"O Susan jeszcze usłyszymy"
W ciągu czterech lub pięciu najbliższych miesięcy Susan Boyle nagra płytę, która znajdzie się na szczycie najlepiej sprzedających się albumów na świecie - przewiduje Piers Morgan, juror niezwykle popularnego programu "Britain's Got Talent".
Przypomnijmy, że w sobotnim finale uważana za główną faworytkę Susan Boyle, 48-letnia gospodyni domowa ze Szkocji, przegrała z taneczną grupą Diversity. Jednak to występy Susan w programie stały się wielkimi przebojami internetu, a o niej samej informowały media na całym świecie.

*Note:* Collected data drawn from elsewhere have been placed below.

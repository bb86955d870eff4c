//! External process invocation
//!
//! Every external tool (container engine, database client, export utility)
//! is started through [`Invocation`]. Arguments flagged as secret are masked
//! in everything that gets logged.

use anyhow::{Context, Result};
use std::process::Stdio;
use tokio::io::AsyncWriteExt;
use tokio::process::Command;
use tracing::{debug, error};

const MASK: &str = "****";

/// Captured result of a finished process
#[derive(Debug, Clone, Default, PartialEq, Eq)]
pub struct CommandOutput {
    pub stdout: String,
    pub stderr: String,
    pub exit_code: i32,
}

impl CommandOutput {
    pub fn success(&self) -> bool {
        self.exit_code == 0
    }

    /// stdout followed by stderr
    pub fn combined(&self) -> String {
        let mut combined = self.stdout.clone();
        if !self.stderr.is_empty() {
            if !combined.is_empty() && !combined.ends_with('\n') {
                combined.push('\n');
            }
            combined.push_str(&self.stderr);
        }
        combined
    }
}

/// A command line to run, with optional standard input
#[derive(Debug, Clone)]
pub struct Invocation {
    program: String,
    args: Vec<String>,
    secret: Vec<bool>,
    stdin: Option<String>,
}

impl Invocation {
    pub fn new(program: impl Into<String>) -> Self {
        Self {
            program: program.into(),
            args: Vec::new(),
            secret: Vec::new(),
            stdin: None,
        }
    }

    pub fn arg(mut self, arg: impl Into<String>) -> Self {
        self.args.push(arg.into());
        self.secret.push(false);
        self
    }

    pub fn args<I, S>(mut self, args: I) -> Self
    where
        I: IntoIterator<Item = S>,
        S: Into<String>,
    {
        for arg in args {
            self = self.arg(arg);
        }
        self
    }

    /// Argument masked in logs
    pub fn secret_arg(mut self, arg: impl Into<String>) -> Self {
        self.args.push(arg.into());
        self.secret.push(true);
        self
    }

    /// Text written to the process's standard input, then closed
    pub fn stdin(mut self, input: impl Into<String>) -> Self {
        self.stdin = Some(input.into());
        self
    }

    pub fn program(&self) -> &str {
        &self.program
    }

    /// Command line for logging, secrets masked
    pub fn display(&self) -> String {
        let mut line = self.program.clone();
        for (arg, secret) in self.args.iter().zip(&self.secret) {
            line.push(' ');
            line.push_str(if *secret { MASK } else { arg });
        }
        line
    }

    /// Runs to completion and captures output, whatever the exit status
    pub async fn output(&self) -> Result<CommandOutput> {
        debug!("Running: {}", self.display());

        let mut command = Command::new(&self.program);
        command
            .args(&self.args)
            .stdin(if self.stdin.is_some() {
                Stdio::piped()
            } else {
                Stdio::null()
            })
            .stdout(Stdio::piped())
            .stderr(Stdio::piped())
            .kill_on_drop(true);

        let mut child = command
            .spawn()
            .with_context(|| format!("Failed to execute '{}'. Is it installed?", self.program))?;

        if let Some(input) = &self.stdin {
            let mut stdin = child
                .stdin
                .take()
                .context("Child process has no standard input")?;
            stdin
                .write_all(input.as_bytes())
                .await
                .with_context(|| format!("Failed to write to '{}' standard input", self.program))?;
            // closing stdin lets interactive clients see end of input
            drop(stdin);
        }

        let output = child
            .wait_with_output()
            .await
            .with_context(|| format!("Failed to wait for '{}'", self.program))?;

        let result = CommandOutput {
            stdout: String::from_utf8_lossy(&output.stdout).to_string(),
            stderr: String::from_utf8_lossy(&output.stderr).to_string(),
            exit_code: output.status.code().unwrap_or(-1),
        };

        if !result.stdout.trim().is_empty() {
            debug!("{} stdout: {}", self.program, result.stdout.trim());
        }
        if !result.stderr.trim().is_empty() {
            debug!("{} stderr: {}", self.program, result.stderr.trim());
        }

        Ok(result)
    }

    /// Runs to completion and fails on a non-zero exit status
    pub async fn output_checked(&self) -> Result<CommandOutput> {
        let output = self.output().await?;

        if !output.success() {
            let error_msg = format!(
                "Command '{}' failed: exit_code={}, stdout='{}', stderr='{}'",
                self.display(),
                output.exit_code,
                output.stdout.trim(),
                output.stderr.trim()
            );
            error!("{}", error_msg);
            anyhow::bail!("{}", error_msg);
        }

        Ok(output)
    }
}

#[cfg(test)]
mod tests {
    use super::*;

    #[test]
    fn test_display_masks_secrets() {
        let invocation = Invocation::new("expdp")
            .secret_arg("scott/\"tiger\"")
            .args(["DIRECTORY=D", "SCHEMAS=HR"]);
        assert_eq!(invocation.display(), "expdp **** DIRECTORY=D SCHEMAS=HR");
    }

    #[test]
    fn test_combined_output() {
        let output = CommandOutput {
            stdout: "out".to_string(),
            stderr: "err\n".to_string(),
            exit_code: 0,
        };
        assert_eq!(output.combined(), "out\nerr\n");
        assert!(output.success());

        let only_err = CommandOutput {
            stdout: String::new(),
            stderr: "err".to_string(),
            exit_code: 3,
        };
        assert_eq!(only_err.combined(), "err");
        assert!(!only_err.success());
    }

    #[cfg(unix)]
    #[tokio::test]
    async fn test_output_with_stdin() {
        let output = Invocation::new("cat").stdin("hello\n").output().await.unwrap();
        assert_eq!(output.stdout, "hello\n");
        assert!(output.success());
    }

    #[cfg(unix)]
    #[tokio::test]
    async fn test_output_checked_fails_on_exit_code() {
        let result = Invocation::new("sh")
            .args(["-c", "echo nope >&2; exit 3"])
            .output_checked()
            .await;
        let message = format!("{:#}", result.unwrap_err());
        assert!(message.contains("exit_code=3"));
        assert!(message.contains("nope"));
    }

    #[tokio::test]
    async fn test_missing_program() {
        let result = Invocation::new("oradock-no-such-program").output().await;
        assert!(result.is_err());
    }
}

Zobacz finałowy występ Susan Boyle:
Po finale Boyle trafiła do szpitala, co szybko dało powód do pogłosek, że przeszła załamanie nerwowe. Piers Morgan twierdzi jednak, że nie jest z nią tak źle.
"Rozmawiałem z nią i nie uważam, żeby to było załamanie nerwowe. Ona jest po prostu całkowicie wyczerpana - emocjonalnie, fizycznie, psychicznie... Nic jej nie będzie. Jest po prostu bardzo zmęczona" - przekonuje juror brytyjskiej edycji "Mam talent".

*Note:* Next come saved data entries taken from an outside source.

//! Source database tooling
//!
//! Adapters for the two source-side executables: the database client
//! (`sqlplus`) and the data pump export utility (`expdp`).

mod client;
mod datapump;

pub use client::{SqlClient, SqlPlusClient, SQLPLUS_PROGRAM};
pub use datapump::{DataPump, ExpdpDataPump, EXPDP_PROGRAM};
//! Export domain types

use crate::config::{Credentials, RunConfig};
use crate::layout::{DUMP_FILE_NAME, EXPORT_LOG_NAME};

/// Directory object on the source database pointing at the host dump directory
pub const EXPORT_DIRECTORY_OBJECT: &str = "ORADOCK_EXPORT_DIR";

/// A schema-mode data pump export
#[derive(Debug, Clone)]
pub struct ExportRequest {
    pub account: Credentials,
    pub directory: String,
    pub dump_file: String,
    pub log_file: String,
    pub schemas: String,
    pub version: Option<String>,
}

impl ExportRequest {
    pub fn from_config(config: &RunConfig) -> Self {
        Self {
            account: config.export_account.clone(),
            directory: EXPORT_DIRECTORY_OBJECT.to_string(),
            dump_file: DUMP_FILE_NAME.to_string(),
            log_file: EXPORT_LOG_NAME.to_string(),
            schemas: config.schemas.joined(),
            version: config.export_version.clone(),
        }
    }

    /// Connect string argument; holds the password
    pub fn userid(&self) -> String {
        format!("{}/\"{}\"", self.account.username, self.account.password)
    }

    /// Parameter arguments, without the connect string
    pub fn parameters(&self) -> Vec<String> {
        let mut params = vec![
            format!("DIRECTORY={}", self.directory),
            format!("DUMPFILE={}", self.dump_file),
            format!("LOGFILE={}", self.log_file),
            format!("SCHEMAS={}", self.schemas),
            "REUSE_DUMPFILES=YES".to_string(),
        ];
        if let Some(version) = &self.version {
            params.push(format!("VERSION={}", version));
        }
        params
    }
}

#[cfg(test)]
mod tests {
    use super::*;

    #[test]
    fn test_export_parameters() {
        let mut config = RunConfig::new(
            "/srv/migrate",
            1522,
            "hr,scott",
            "AMERICAN_AMERICA.AL32UTF8",
            Credentials::new("sys", "pw"),
        );
        config.export_version = Some("11.2".to_string());

        let request = ExportRequest::from_config(&config);
        assert_eq!(request.userid(), "ORADOCK_EXP/\"oradock_exp\"");
        assert_eq!(
            request.parameters(),
            vec![
                "DIRECTORY=ORADOCK_EXPORT_DIR",
                "DUMPFILE=EXPORT.DMP",
                "LOGFILE=export.log",
                "SCHEMAS=HR,SCOTT",
                "REUSE_DUMPFILES=YES",
                "VERSION=11.2",
            ]
        );
    }
}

"Myślę, że te ostatnie siedem tygodni to dla niej była jak przejażdżka rollercoasterem. A teraz potrzebuje spokoju i ciszy, by się wyspać, porządnie zjeść" - mówi Morgan.
W programie "Extra" juror dodał, że o Susan jeszcze dużo usłyszymy. Jego zdaniem w ciągu najbliższych miesięcy nagra płytę, która dotrze do szczytu najlepiej sprzedających się płyt na świecie.